Vingt ans d’urbanisme amoureux à Paris

Dossier : Arts, Lettres et SciencesMagazine N°618 Octobre 2006Par : Jacques Marvillet (61)Rédacteur : Philippe BONNAMY (61)

Il y a plusieurs lec­tures du livre de Jacques Mar­vil­let et le titre en sug­gère au moins trois :

Vingt ans : 1982–2001. Vingt ans durant lesquels Paris s’est, sans doute, davan­tage trans­for­mé que pen­dant les qua­tre-vingts années précé­dentes. La liste des chantiers entre­pris pen­dant cette péri­ode est trop longue pour la rap­pel­er ici. Citons, pèle-mêle, les plus mar­quants dans la mémoire col­lec­tive : l’aménagement du Grand Lou­vre, Bercy, la nou­velle Bib­lio­thèque nationale, le réamé­nage­ment du palais des Con­grès de la porte Mail­lot, la ligne 14 du métro, etc., alors même que le livre souligne la mul­ti­tude des opéra­tions plus dis­crètes qui ont eu lieu pen­dant cette péri­ode et qui n’en ont pas moins mar­qué le paysage et la vie de leur quarti­er respec­tif. Vingt ans qui ont vu se suc­céder trois maires bien dif­férents et pour­tant si sem­blables que, en la matière, aucun, à de rares excep­tions près, n’a remis en cause l’héritage du précédent.

Le mot est lâché : Vingt ans d’urbanisme et c’est une autre lec­ture du livre qui com­mence. Je ne crois pas avoir trou­vé dans le texte une déf­i­ni­tion de l’urbanisme. Mais la mul­ti­tude des facettes évo­quées par Jacques Mar­vil­let dans son ouvrage en donne un con­tour finale­ment assez pré­cis : c’est à la fois, bien sûr, de l’architecture et de l’art tout court mais c’est aus­si de l’Histoire, de la soci­olo­gie, de l’économie, et, on serait ten­té de dire, beau­coup de patience et de diplo­matie. À cet égard, les pro­fes­sion­nels liront ce livre d’un oeil assez aver­ti pour tir­er un enseigne­ment des proces­sus admin­is­trat­ifs var­iés, et le plus sou­vent longs et douloureux, à l’issue desquels seule­ment les pre­mières réal­i­sa­tions purent enfin voir le jour. Jacques Mar­vil­let en dévoile les détails les plus fins et même, par­fois, les arti­fices – je ne sais pas s’il appréciera le terme – aux­quels il eut plus d’une fois recours pour sur­mon­ter les innom­brables obsta­cles admin­is­trat­ifs, asso­ci­at­ifs, etc., qui sem­blaient con­damn­er la plu­part des pro­jets dans l’oeuf. D’aucuns pour­ront s’étonner, voire s’indigner, de (re) décou­vrir com­bi­en l’Administration au sens large (État, Région, munic­i­pal­ités) a le réflexe de s’autoproclamer, dans ce domaine comme dans d’autres, juge infail­li­ble du bien pub­lic. Mais, les mêmes seront, en fin de compte, sur­pris de décou­vrir com­ment, mir­a­cle français ren­du pos­si­ble par la généra­tion spon­tanée des con­tre­pou­voirs divers… et l’intervention dis­crète des Mar­vil­let de ser­vice, les règles fon­da­men­tales de la démoc­ra­tie restent respec­tées et le bien pub­lic, in fine, effec­tive­ment servi.

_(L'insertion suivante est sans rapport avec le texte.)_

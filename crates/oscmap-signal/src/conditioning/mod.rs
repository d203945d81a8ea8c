//! Composable 1-D signal conditioning.
//!
//! Each transform is available both as a free function in its submodule and
//! as a [`Conditioner`] implementation, so a configured chain of
//! [`ConditioningStep`]s can be built once with [`build_conditioner`] and
//! applied with [`condition`].
//!
//! | Step | Function | Length |
//! |------|----------|--------|
//! | detrend | [`detrend::detrend`] | preserved |
//! | moving average | [`smoothing::moving_average_filter`] | `L - w + 1` |
//! | median | [`smoothing::median_filter`] | preserved |
//! | smooth | [`smoothing::smooth`] | preserved |
//! | bandpass / lowpass | [`butterworth::bandpass`], [`butterworth::lowpass`] | preserved |
//! | wavelet | [`wavelet::wavelet_denoise`] | `L` or `L + 1` |

pub mod boxcox;
pub mod butterworth;
pub mod detrend;
pub mod smoothing;
pub mod wavelet;

use ndarray::Array1;
use oscmap_core::{Conditioner, ConditioningContext, ConditioningStep, CoreResult};
use tracing::debug;

pub use boxcox::{boxcox, boxcox_with_lambda, inverse_boxcox, BoxCoxResult};
pub use butterworth::{bandpass, bandpass_normalized, lowpass, lowpass_normalized, SosFilter};
pub use detrend::{detrend, fit_biexponential};
pub use smoothing::{median_filter, moving_average_filter, smooth};
pub use wavelet::wavelet_denoise;

/// Bi-exponential detrending.
#[derive(Debug, Clone, Copy, Default)]
pub struct Detrend;

impl Conditioner for Detrend {
    fn name(&self) -> &'static str {
        "detrend"
    }

    fn apply(&self, signal: &Array1<f64>, _ctx: &ConditioningContext) -> CoreResult<Array1<f64>> {
        detrend(signal)
    }
}

/// Valid-region moving average.
#[derive(Debug, Clone, Copy)]
pub struct MovingAverage {
    /// Odd window length
    pub window: usize,
}

impl Conditioner for MovingAverage {
    fn name(&self) -> &'static str {
        "moving_average"
    }

    fn apply(&self, signal: &Array1<f64>, _ctx: &ConditioningContext) -> CoreResult<Array1<f64>> {
        moving_average_filter(signal, self.window)
    }
}

/// Centered median filter.
#[derive(Debug, Clone, Copy)]
pub struct MedianFilter {
    /// Odd window length
    pub window: usize,
}

impl Conditioner for MedianFilter {
    fn name(&self) -> &'static str {
        "median"
    }

    fn apply(&self, signal: &Array1<f64>, _ctx: &ConditioningContext) -> CoreResult<Array1<f64>> {
        median_filter(signal, self.window)
    }
}

/// Length-preserving moving average.
#[derive(Debug, Clone, Copy)]
pub struct Smooth {
    /// Odd window length
    pub window: usize,
}

impl Conditioner for Smooth {
    fn name(&self) -> &'static str {
        "smooth"
    }

    fn apply(&self, signal: &Array1<f64>, _ctx: &ConditioningContext) -> CoreResult<Array1<f64>> {
        smooth(signal, self.window)
    }
}

/// Zero-phase Butterworth bandpass with cutoffs in Hz.
#[derive(Debug, Clone, Copy)]
pub struct Bandpass {
    /// Lower cutoff in Hz
    pub low_hz: f64,
    /// Upper cutoff in Hz
    pub high_hz: f64,
}

impl Conditioner for Bandpass {
    fn name(&self) -> &'static str {
        "bandpass"
    }

    fn apply(&self, signal: &Array1<f64>, ctx: &ConditioningContext) -> CoreResult<Array1<f64>> {
        bandpass(signal, self.low_hz, self.high_hz, ctx.sample_rate_hz)
    }
}

/// Zero-phase Butterworth lowpass with the cutoff in Hz.
#[derive(Debug, Clone, Copy)]
pub struct Lowpass {
    /// Cutoff in Hz
    pub high_hz: f64,
}

impl Conditioner for Lowpass {
    fn name(&self) -> &'static str {
        "lowpass"
    }

    fn apply(&self, signal: &Array1<f64>, ctx: &ConditioningContext) -> CoreResult<Array1<f64>> {
        lowpass(signal, self.high_hz, ctx.sample_rate_hz)
    }
}

/// Wavelet soft-threshold denoising.
#[derive(Debug, Clone, Copy)]
pub struct WaveletDenoise {
    /// Decomposition depth
    pub level: usize,
}

impl Conditioner for WaveletDenoise {
    fn name(&self) -> &'static str {
        "wavelet_denoise"
    }

    fn apply(&self, signal: &Array1<f64>, _ctx: &ConditioningContext) -> CoreResult<Array1<f64>> {
        wavelet_denoise(signal, self.level)
    }
}

/// Builds the transform for one configured step.
#[must_use]
pub fn build_conditioner(step: &ConditioningStep) -> Box<dyn Conditioner> {
    match *step {
        ConditioningStep::Detrend => Box::new(Detrend),
        ConditioningStep::MovingAverage { window } => Box::new(MovingAverage { window }),
        ConditioningStep::Median { window } => Box::new(MedianFilter { window }),
        ConditioningStep::Smooth { window } => Box::new(Smooth { window }),
        ConditioningStep::Bandpass { low_hz, high_hz } => Box::new(Bandpass { low_hz, high_hz }),
        ConditioningStep::Lowpass { high_hz } => Box::new(Lowpass { high_hz }),
        ConditioningStep::WaveletDenoise { level } => Box::new(WaveletDenoise { level }),
    }
}

/// Applies `steps` in order.
///
/// # Errors
///
/// Returns the first error raised by any step.
pub fn condition(
    signal: &Array1<f64>,
    steps: &[ConditioningStep],
    ctx: &ConditioningContext,
) -> CoreResult<Array1<f64>> {
    let mut current = signal.clone();
    for step in steps {
        let conditioner = build_conditioner(step);
        let input_len = current.len();
        current = conditioner.apply(&current, ctx)?;
        debug!(
            step = conditioner.name(),
            input_len,
            output_len = current.len(),
            "conditioning step applied"
        );
    }
    Ok(current)
}

#[cfg(test)]
mod tests {
    use super::*;
    use oscmap_core::CoreError;
    use std::f64::consts::PI;

    #[test]
    fn test_build_matches_step_names() {
        let steps = [
            ConditioningStep::Detrend,
            ConditioningStep::MovingAverage { window: 3 },
            ConditioningStep::Median { window: 3 },
            ConditioningStep::Smooth { window: 3 },
            ConditioningStep::Bandpass {
                low_hz: 0.5,
                high_hz: 2.0,
            },
            ConditioningStep::Lowpass { high_hz: 2.0 },
            ConditioningStep::WaveletDenoise { level: 1 },
        ];
        for step in &steps {
            assert_eq!(build_conditioner(step).name(), step.name());
        }
    }

    #[test]
    fn test_chain_tracks_length_changes() {
        let signal = Array1::from_shape_fn(200, |i| (2.0 * PI * i as f64 / 25.0).sin());
        let ctx = ConditioningContext::from_period(0.015);
        let steps = [
            ConditioningStep::Median { window: 5 },
            ConditioningStep::MovingAverage { window: 5 },
        ];
        let out = condition(&signal, &steps, &ctx).unwrap();
        assert_eq!(out.len(), 196);
    }

    #[test]
    fn test_lowpass_uses_sample_rate() {
        // 1 Hz tone plus 20 Hz ripple sampled at 100 Hz.
        let signal = Array1::from_shape_fn(500, |i| {
            let t = i as f64 / 100.0;
            (2.0 * PI * t).sin() + 0.5 * (2.0 * PI * 20.0 * t).sin()
        });
        let ctx = ConditioningContext::from_period(0.01);
        let out = condition(&signal, &[ConditioningStep::Lowpass { high_hz: 5.0 }], &ctx).unwrap();
        let mid = 250;
        let expected = (2.0 * PI * mid as f64 / 100.0).sin();
        assert!((out[mid] - expected).abs() < 0.05);
    }

    #[test]
    fn test_error_stops_chain() {
        let signal = Array1::from_elem(10, 1.0);
        let ctx = ConditioningContext::from_period(1.0);
        let steps = [
            ConditioningStep::Smooth { window: 3 },
            ConditioningStep::Median { window: 2 },
        ];
        assert!(matches!(
            condition(&signal, &steps, &ctx),
            Err(CoreError::Precondition { .. })
        ));
    }

    #[test]
    fn test_empty_chain_is_identity() {
        let signal = Array1::from(vec![1.0, 2.0, 3.0]);
        let ctx = ConditioningContext::from_period(1.0);
        assert_eq!(condition(&signal, &[], &ctx).unwrap(), signal);
    }
}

Vingt ans d’urbanisme amoureux à Paris. C’est le troisième volet du livre écrit par un authen­tique amoureux de Paris. Jacques Mar­vil­let a une con­nais­sance ency­clopédique de sa ville et la prom­e­nade com­men­tée dans laque­lle il nous emmène dès les pre­mières pages est, en soi, une lec­ture à part entière de son ouvrage. Avec la réserve que ses amis lui con­nais­sent, l’auteur ne se décou­vre qu’avec une extrême pudeur ; mais la dimen­sion la plus humaine de son livre réside, si dis­cret soit-il, dans ce véri­ta­ble culte qu’il a voué à Paris. Au poste qu’il occu­pait, avec la lib­erté de manœu­vre dont il dis­po­sait ou, ce qui revient au même, la con­fi­ance dont il béné­fi­ci­ait de sa ligne hiérar­chique, il est cer­tain qu’il por­tait une lourde respon­s­abil­ité sur le devenir de la Ville lumière.

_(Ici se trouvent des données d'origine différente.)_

//! Peak detection and heart-rate estimation.
//!
//! [`find_peaks`] reports strict local maxima (a flat top counts once, at its
//! middle sample; the first and last samples never count), then enforces a
//! minimum separation by keeping the tallest peaks first, and finally drops
//! peaks whose value is not positive.

use ndarray::Array1;
use num_complex::Complex64;
use oscmap_core::{CoreError, CoreResult, InputError};
use rustfft::FftPlanner;
use tracing::debug;

/// Indices of local maxima, plateau midpoints included.
fn local_maxima(x: &[f64]) -> Vec<usize> {
    let n = x.len();
    let mut peaks = Vec::new();
    if n < 3 {
        return peaks;
    }
    let mut i = 1;
    while i < n - 1 {
        if x[i - 1] < x[i] {
            let mut ahead = i + 1;
            while ahead < n - 1 && x[ahead] == x[i] {
                ahead += 1;
            }
            if x[ahead] < x[i] {
                peaks.push((i + ahead - 1) / 2);
                i = ahead;
                continue;
            }
        }
        i += 1;
    }
    peaks
}

/// Removes peaks closer than `distance` to a taller one.
fn select_by_distance(x: &[f64], peaks: &[usize], distance: usize) -> Vec<usize> {
    let mut keep = vec![true; peaks.len()];
    let mut order: Vec<usize> = (0..peaks.len()).collect();
    order.sort_by(|&a, &b| x[peaks[a]].total_cmp(&x[peaks[b]]));

    for &j in order.iter().rev() {
        if !keep[j] {
            continue;
        }
        for k in (0..j).rev() {
            if peaks[j] - peaks[k] >= distance {
                break;
            }
            keep[k] = false;
        }
        for k in j + 1..peaks.len() {
            if peaks[k] - peaks[j] >= distance {
                break;
            }
            keep[k] = false;
        }
    }
    peaks
        .iter()
        .zip(keep)
        .filter_map(|(&p, k)| k.then_some(p))
        .collect()
}

/// Positive local maxima at least `distance` samples apart, ascending.
///
/// # Errors
///
/// Returns [`CoreError::Configuration`] if `distance` is zero.
pub fn find_peaks(data: &Array1<f64>, distance: usize) -> CoreResult<Vec<usize>> {
    if distance == 0 {
        return Err(CoreError::configuration(
            "peak_distance",
            "minimum peak separation must be >= 1 sample",
        ));
    }
    let x = data.to_vec();
    let maxima = local_maxima(&x);
    let selected = if distance > 1 {
        select_by_distance(&x, &maxima, distance)
    } else {
        maxima
    };
    Ok(selected.into_iter().filter(|&p| x[p] > 0.0).collect())
}

/// Dominant non-DC frequency of `signal` in beats per minute.
///
/// # Errors
///
/// - [`InputError::InsufficientSamples`] for fewer than two samples
/// - [`CoreError::Precondition`] if `sample_period_s` is not positive
#[allow(clippy::cast_precision_loss, clippy::cast_possible_wrap)]
pub fn heart_rate_bpm(signal: &Array1<f64>, sample_period_s: f64) -> CoreResult<f64> {
    let n = signal.len();
    if n < 2 {
        return Err(InputError::InsufficientSamples {
            required: 2,
            available: n,
        }
        .into());
    }
    if !(sample_period_s.is_finite() && sample_period_s > 0.0) {
        return Err(CoreError::precondition(format!(
            "sample period must be positive, got {sample_period_s}"
        )));
    }

    let mut buffer: Vec<Complex64> = signal.iter().map(|&v| Complex64::new(v, 0.0)).collect();
    FftPlanner::<f64>::new().plan_fft_forward(n).process(&mut buffer);

    let mut best = (0.0_f64, 0_usize);
    for (k, value) in buffer.iter().enumerate().skip(1) {
        let magnitude = value.norm();
        if magnitude > best.0 {
            best = (magnitude, k);
        }
    }
    let bin = best.1 as isize;
    let signed = if 2 * best.1 < n { bin } else { bin - n as isize };
    let hz = signed.unsigned_abs() as f64 / (n as f64 * sample_period_s);
    let bpm = hz * 60.0;
    debug!(bin = best.1, bpm, "heart rate estimated");
    Ok(bpm)
}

À chaque ligne de son livre, et avec son habituelle extrême dis­cré­tion, Jacques Mar­vil­let trou­ve le mot juste pour traduire le poids de cette respon­s­abil­ité : com­ment respecter l’Histoire, le pat­ri­moine au sens large (celui avec un grand « P » et la mul­ti­tude des autres avec un petit « p ») et com­ment, en même temps, faire évoluer cette ville avec un véri­ta­ble souci du développe­ment durable ? Pas celui, mal défi­ni et trop gal­vaudé dont on nous rebat trop sou­vent les oreilles, mais celui, authen­tique, de ne pas hypothé­quer le plaisir des généra­tions futures.

En fin de compte un livre indis­pens­able dans la bib­lio­thèque de tout amoureux de notre capitale.